Try it = I would like every record below transcribed exactly as it is.

Data shown =
________________________

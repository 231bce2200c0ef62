#![no_main]
use cart_core::protocol::{self, Command};
use libfuzzer_sys::fuzz_target;

fuzz_target!(|data: &str| {
    match data.parse::<Command>() {
        Ok(cmd) => {
            // Anything accepted must print as a line that parses again.
            let line = cmd.to_string();
            assert!(line.parse::<Command>().is_ok(), "reprint of {data:?} rejected: {line:?}");
        }
        Err(_) => {
            let reply = protocol::nak(data);
            assert!(reply.ends_with(';'));
        }
    }
});
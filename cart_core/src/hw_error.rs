//! Maps `Box<dyn Error>` from trait boundaries to typed `CartError`.
//!
//! The collaborator traits in `cart_traits` return boxed errors; this module
//! narrows them, downcasting `cart_hardware::HwError` when that feature is on.

use crate::error::CartError;

/// Map a trait-boundary error to a typed `CartError`.
pub fn map_hw_error(e: &(dyn std::error::Error + 'static)) -> CartError {
    #[cfg(feature = "hardware-errors")]
    {
        if let Some(hw) = e.downcast_ref::<cart_hardware::error::HwError>() {
            return match hw {
                cart_hardware::error::HwError::Io(io) => CartError::Io(io.to_string()),
                other => CartError::HardwareFault(other.to_string()),
            };
        }
    }

    if let Some(io) = e.downcast_ref::<std::io::Error>() {
        return CartError::Io(io.to_string());
    }
    CartError::Hardware(e.to_string())
}

/// Log a failed collaborator call and carry on. Device hiccups never stop the
/// controller loop.
pub(crate) fn log_failure(op: &'static str, result: Result<(), cart_traits::BoxError>) {
    if let Err(e) = result {
        let mapped = map_hw_error(e.as_ref());
        tracing::warn!(op, error = %mapped, "collaborator call failed");
    }
}
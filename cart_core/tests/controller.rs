//! End-to-end scenarios driving `CartController` through spies.

use std::time::Duration;

use cart_core::error::CartError;
use cart_core::fsm::FsmError;
use cart_core::mocks::{DeferredLookup, Effect, Effects, QueueScanner, SpyUplink};
use cart_core::{CartController, Key, Row, SensorMode, StateId};
use cart_traits::{
    ActionCode, BoxError, Direction, Item, ItemLookup, Lookup, ManualClock, Mood, Song, Speed,
    Wheel, WheelDrive,
};
use rstest::rstest;

struct Shelf(Vec<Item>);

impl ItemLookup for Shelf {
    fn lookup(&mut self, upc: &str) -> Result<Lookup, BoxError> {
        Ok(self
            .0
            .iter()
            .find(|i| i.upc == upc)
            .cloned()
            .map_or(Lookup::NotFound, Lookup::Found))
    }
}

fn shelf() -> Shelf {
    Shelf(vec![
        Item::new("760557824961", 7.45, 0.2).named("microSD"),
        Item::new("941047822994", 2.21, 0.3).named("ROM Cherry"),
    ])
}

struct Rig {
    cart: CartController,
    fx: Effects,
    clock: ManualClock,
    scanner: QueueScanner,
}

impl Rig {
    fn build(
        lookup: impl ItemLookup + 'static,
        uplink: Option<SpyUplink>,
        mode: SensorMode,
        fx: Effects,
    ) -> Self {
        let clock = ManualClock::new();
        let scanner = QueueScanner::default();
        let mut b = CartController::builder()
            .with_display(fx.spy_display())
            .with_motor(fx.spy_motor())
            .with_alert(fx.spy_alert())
            .with_lookup(lookup)
            .with_scanner(scanner.clone())
            .with_clock(clock.clone())
            .with_mode(mode);
        if let Some(u) = uplink {
            b = b.with_uplink(u);
        }
        let mut cart = b.build().unwrap();
        cart.start().unwrap();
        Self {
            cart,
            fx,
            clock,
            scanner,
        }
    }

    fn new() -> Self {
        let fx = Effects::new();
        let uplink = fx.spy_uplink();
        Self::build(shelf(), Some(uplink), SensorMode::Scripted, fx)
    }

    /// Past the splash screen.
    fn ready(mut self) -> Self {
        self.clock.advance(Duration::from_secs(2));
        self.cart.tick().unwrap();
        assert_eq!(self.cart.state(), StateId::ReadyHome);
        self
    }

    fn following(mut self) -> Self {
        self = self.ready();
        self.cart.dispatch_key(Key::K1).unwrap();
        assert_eq!(self.cart.state(), StateId::FollowWeight);
        self
    }

    fn keys(&mut self, keys: &[Key]) {
        for k in keys {
            self.cart.dispatch_key(*k).unwrap();
        }
    }
}

#[test]
fn splash_waits_for_init_delay() {
    let mut rig = Rig::new();
    assert_eq!(rig.cart.state(), StateId::Init);
    assert_eq!(rig.cart.line(Row::Top), "Follow Me Cart! ");

    rig.cart.tick().unwrap();
    assert_eq!(rig.cart.state(), StateId::Init);
    assert_eq!(rig.cart.mood(), Some(Mood::Ready));

    rig.clock.advance(Duration::from_millis(1999));
    rig.cart.tick().unwrap();
    assert_eq!(rig.cart.state(), StateId::Init);

    rig.clock.advance(Duration::from_millis(1));
    rig.cart.tick().unwrap();
    assert_eq!(rig.cart.state(), StateId::ReadyHome);
    assert_eq!(
        rig.fx.screen(),
        (
            Some("MyCart!         ".into()),
            Some("Go    Setup Test".into())
        )
    );
}

#[test]
fn any_key_skips_the_splash() {
    let mut rig = Rig::new();
    rig.cart.dispatch_key(Key::K3).unwrap();
    assert_eq!(rig.cart.state(), StateId::ReadyHome);
}

#[test]
fn follow_start_then_stop() {
    let mut rig = Rig::new().ready();
    rig.fx.take();

    rig.cart.dispatch_key(Key::K1).unwrap();
    assert_eq!(rig.cart.state(), StateId::FollowWeight);
    assert!(rig.cart.is_following());
    let log = rig.fx.take();
    assert!(log.contains(&Effect::Play(Song::KeyPress)));
    assert!(log.contains(&Effect::Led(true)));
    assert!(log.contains(&Effect::MotorStart));
    assert!(log.contains(&Effect::Mood(Mood::Follow)));
    assert!(log.contains(&Effect::Send("cart_status:follow=on;".into())));
    // transient state never draws itself
    let renders: Vec<_> = log
        .iter()
        .filter(|e| matches!(e, Effect::Render(..)))
        .collect();
    assert_eq!(renders.len(), 1);
    assert_eq!(rig.cart.line(Row::Top), "Cart    0.00 lb ");

    rig.cart.dispatch_key(Key::K1).unwrap();
    assert_eq!(rig.cart.state(), StateId::ReadyHome);
    assert!(!rig.cart.is_following());
    let log = rig.fx.take();
    assert!(log.contains(&Effect::Action(ActionCode::Wait)));
    assert!(log.contains(&Effect::MotorStop));
    assert!(log.contains(&Effect::Led(false)));
    assert!(log.contains(&Effect::Send("cart_status:follow=off;".into())));
    assert_eq!(rig.cart.mood(), Some(Mood::Ready));

    assert_eq!(rig.cart.sample_tick(), None);
}

#[test]
fn scripted_follow_escalates_mood_while_lost() {
    let mut rig = Rig::new().following();
    rig.cart.set_target_found(false);

    let mut moods = Vec::new();
    for _ in 0..7 {
        rig.cart.sample_tick();
        moods.push(rig.cart.mood().unwrap());
    }
    assert_eq!(
        moods,
        vec![
            Mood::Follow,
            Mood::Follow,
            Mood::Looking,
            Mood::Looking,
            Mood::Looking,
            Mood::Looking,
            Mood::Lost,
        ]
    );

    rig.cart.set_target_found(true);
    rig.cart.sample_tick();
    assert_eq!(rig.cart.mood(), Some(Mood::Follow));
    // scripted follow never commands the motor
    assert!(rig.fx.actions().is_empty());
}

________________________

Solution to this exercise =
repository 231bce2200c0ef62
#![no_main]
use cart_core::protocol::{self, Command};
use libfuzzer_sys::fuzz_target;

fuzz_target!(|data: &str| {
    match data.parse::<Command>() {
        Ok(cmd) => {
            // Anything accepted must print as a line that parses again.
            let line = cmd.to_string();
            assert!(line.parse::<Command>().is_ok(), "reprint of {data:?} rejected: {line:?}");
        }
        Err(_) => {
            let reply = protocol::nak(data);
            assert!(reply.ends_with(';'));
        }
    }
});
filename cart_core/src/hw_error.rs
//! Maps `Box<dyn Error>` from trait boundaries to typed `CartError`.
//!
//! The collaborator traits in `cart_traits` return boxed errors; this module
//! narrows them, downcasting `cart_hardware::HwError` when that feature is on.

use crate::error::CartError;

/// Map a trait-boundary error to a typed `CartError`.
pub fn map_hw_error(e: &(dyn std::error::Error + 'static)) -> CartError {
    #[cfg(feature = "hardware-errors")]
    {
        if let Some(hw) = e.downcast_ref::<cart_hardware::error::HwError>() {
            return match hw {
                cart_hardware::error::HwError::Io(io) => CartError::Io(io.to_string()),
                other => CartError::HardwareFault(other.to_string()),
            };
        }
    }

    if let Some(io) = e.downcast_ref::<std::io::Error>() {
        return CartError::Io(io.to_string());
    }
    CartError::Hardware(e.to_string())
}

/// Log a failed collaborator call and carry on. Device hiccups never stop the
/// controller loop.
pub(crate) fn log_failure(op: &'static str, result: Result<(), cart_traits::BoxError>) {
    if let Err(e) = result {
        let mapped = map_hw_error(e.as_ref());
        tracing::warn!(op, error = %mapped, "collaborator call failed");
    }
}
filename cart_core/tests/controller.rs
//! End-to-end scenarios driving `CartController` through spies.

use std::time::Duration;

use cart_core::error::CartError;
use cart_core::fsm::FsmError;
use cart_core::mocks::{DeferredLookup, Effect, Effects, QueueScanner, SpyUplink};
use cart_core::{CartController, Key, Row, SensorMode, StateId};
use cart_traits::{
    ActionCode, BoxError, Direction, Item, ItemLookup, Lookup, ManualClock, Mood, Song, Speed,
    Wheel, WheelDrive,
};
use rstest::rstest;

struct Shelf(Vec<Item>);

impl ItemLookup for Shelf {
    fn lookup(&mut self, upc: &str) -> Result<Lookup, BoxError> {
        Ok(self
            .0
            .iter()
            .find(|i| i.upc == upc)
            .cloned()
            .map_or(Lookup::NotFound, Lookup::Found))
    }
}

fn shelf() -> Shelf {
    Shelf(vec![
        Item::new("760557824961", 7.45, 0.2).named("microSD"),
        Item::new("941047822994", 2.21, 0.3).named("ROM Cherry"),
    ])
}

struct Rig {
    cart: CartController,
    fx: Effects,
    clock: ManualClock,
    scanner: QueueScanner,
}

impl Rig {
    fn build(
        lookup: impl ItemLookup + 'static,
        uplink: Option<SpyUplink>,
        mode: SensorMode,
        fx: Effects,
    ) -> Self {
        let clock = ManualClock::new();
        let scanner = QueueScanner::default();
        let mut b = CartController::builder()
            .with_display(fx.spy_display())
            .with_motor(fx.spy_motor())
            .with_alert(fx.spy_alert())
            .with_lookup(lookup)
            .with_scanner(scanner.clone())
            .with_clock(clock.clone())
            .with_mode(mode);
        if let Some(u) = uplink {
            b = b.with_uplink(u);
        }
        let mut cart = b.build().unwrap();
        cart.start().unwrap();
        Self {
            cart,
            fx,
            clock,
            scanner,
        }
    }

    fn new() -> Self {
        let fx = Effects::new();
        let uplink = fx.spy_uplink();
        Self::build(shelf(), Some(uplink), SensorMode::Scripted, fx)
    }

    /// Past the splash screen.
    fn ready(mut self) -> Self {
        self.clock.advance(Duration::from_secs(2));
        self.cart.tick().unwrap();
        assert_eq!(self.cart.state(), StateId::ReadyHome);
        self
    }

    fn following(mut self) -> Self {
        self = self.ready();
        self.cart.dispatch_key(Key::K1).unwrap();
        assert_eq!(self.cart.state(), StateId::FollowWeight);
        self
    }

    fn keys(&mut self, keys: &[Key]) {
        for k in keys {
            self.cart.dispatch_key(*k).unwrap();
        }
    }
}

#[test]
fn splash_waits_for_init_delay() {
    let mut rig = Rig::new();
    assert_eq!(rig.cart.state(), StateId::Init);
    assert_eq!(rig.cart.line(Row::Top), "Follow Me Cart! ");

    rig.cart.tick().unwrap();
    assert_eq!(rig.cart.state(), StateId::Init);
    assert_eq!(rig.cart.mood(), Some(Mood::Ready));

    rig.clock.advance(Duration::from_millis(1999));
    rig.cart.tick().unwrap();
    assert_eq!(rig.cart.state(), StateId::Init);

    rig.clock.advance(Duration::from_millis(1));
    rig.cart.tick().unwrap();
    assert_eq!(rig.cart.state(), StateId::ReadyHome);
    assert_eq!(
        rig.fx.screen(),
        (
            Some("MyCart!         ".into()),
            Some("Go    Setup Test".into())
        )
    );
}

#[test]
fn any_key_skips_the_splash() {
    let mut rig = Rig::new();
    rig.cart.dispatch_key(Key::K3).unwrap();
    assert_eq!(rig.cart.state(), StateId::ReadyHome);
}

#[test]
fn follow_start_then_stop() {
    let mut rig = Rig::new().ready();
    rig.fx.take();

    rig.cart.dispatch_key(Key::K1).unwrap();
    assert_eq!(rig.cart.state(), StateId::FollowWeight);
    assert!(rig.cart.is_following());
    let log = rig.fx.take();
    assert!(log.contains(&Effect::Play(Song::KeyPress)));
    assert!(log.contains(&Effect::Led(true)));
    assert!(log.contains(&Effect::MotorStart));
    assert!(log.contains(&Effect::Mood(Mood::Follow)));
    assert!(log.contains(&Effect::Send("cart_status:follow=on;".into())));
    // transient state never draws itself
    let renders: Vec<_> = log
        .iter()
        .filter(|e| matches!(e, Effect::Render(..)))
        .collect();
    assert_eq!(renders.len(), 1);
    assert_eq!(rig.cart.line(Row::Top), "Cart    0.00 lb ");

    rig.cart.dispatch_key(Key::K1).unwrap();
    assert_eq!(rig.cart.state(), StateId::ReadyHome);
    assert!(!rig.cart.is_following());
    let log = rig.fx.take();
    assert!(log.contains(&Effect::Action(ActionCode::Wait)));
    assert!(log.contains(&Effect::MotorStop));
    assert!(log.contains(&Effect::Led(false)));
    assert!(log.contains(&Effect::Send("cart_status:follow=off;".into())));
    assert_eq!(rig.cart.mood(), Some(Mood::Ready));

    assert_eq!(rig.cart.sample_tick(), None);
}

#[test]
fn scripted_follow_escalates_mood_while_lost() {
    let mut rig = Rig::new().following();
    rig.cart.set_target_found(false);

    let mut moods = Vec::new();
    for _ in 0..7 {
        rig.cart.sample_tick();
        moods.push(rig.cart.mood().unwrap());
    }
    assert_eq!(
        moods,
        vec![
            Mood::Follow,
            Mood::Follow,
            Mood::Looking,
            Mood::Looking,
            Mood::Looking,
            Mood::Looking,
            Mood::Lost,
        ]
    );

    rig.cart.set_target_found(true);
    rig.cart.sample_tick();
    assert_eq!(rig.cart.mood(), Some(Mood::Follow));
    // scripted follow never commands the motor
    assert!(rig.fx.actions().is_empty());
}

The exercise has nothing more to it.